In Raila’s assessment, the betrayal our people’s dreams and aspirations that Kenyatta and Moi before Kibaki had perfected into an art is now back in fashion. Instead of accountability, transparency and good governance being entrenched in Government, the bad old ways of doing business was auditioning in town. Raila stated that he quickly realized that nothing had changed with the Kibaki presidency. People who fought Narc during the 2002 elections are now occupying key government positions simply because they happen to come from the same area as the president.
It is the struggle for fundamental changes that Raila and the Orange Democratic Movement-Kenya (ODM-Kenya) are championing.

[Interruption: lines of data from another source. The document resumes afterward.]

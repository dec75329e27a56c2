pub mod categories;
mod error;
pub mod health;
pub mod orders;
pub mod products;
pub mod stream;

pub use error::AppError;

During the Question and Answer Sessions at both functions, Raila electrified his audiences and tickled them in equal measure. When asked the myth about Luos, circumcision and why a Luo cannot be elected president, Raila wondered why some men appear concerned about an issue that does not seem to bother Kenyan women. He asked why a few men appear obsessed with uncircumcised genitalia while women have never complained. He went further and stated that leadership was not the province of what was between the legs but what was between the ears. He stated that nobody is asking whether the President of the United States, George W. Bush or the British Prime Minister Tony Blair were circumcised or not. Why should Kenya, which is not even developed like the two countries care about such irrelevant and trivial things?
When asked to comment on the issue of Tiomin, a Canadian company whose intention to invest in mining in Kwale District in Kenya ran into both bureaucratic and environmental troubles, Raila gave what has now become vintage Raila allegories. After pillorying the Government for refusing to deal with bureaucratic red-tape on important matters affecting the ordinary people of Kenya, Raila turned on the environmentalists and compared them to a parent who is interested in a grandchild but refuses to accept that in order for that to occur, his or her daughter’s virginity must be broken. “You either accept or come to terms with the virginity being broken before getting a grandchild or you forget about the grandchild all together.”
A question was put to him regarding the low number of female parliamentarians in Kenya. As usual, Raila gave an original answer. Unlike men, Raila stated, women in Kenya are married away from their places of birth. Most women, he explained, are married in different constituencies from where they were born. So, while men grow up, go through initiations, attend schools and other rituals together and bond with each other from the same constituencies as they grow up, women invariably get dislocated through marriage. Almost all women are strangers where they live in an African (rural) context. As such, whereas men call on their kinsfolk to vote for them in elections, women find themselves disadvantaged with their relatives, friends and kinsfolk back in their homes or constituencies of birth. This logically leads to lack of or very low number of female parliamentarians or political leaders. In order to solve this situation, Raila calls for an affirmative action program that reserve a specific minimum number of seats for women.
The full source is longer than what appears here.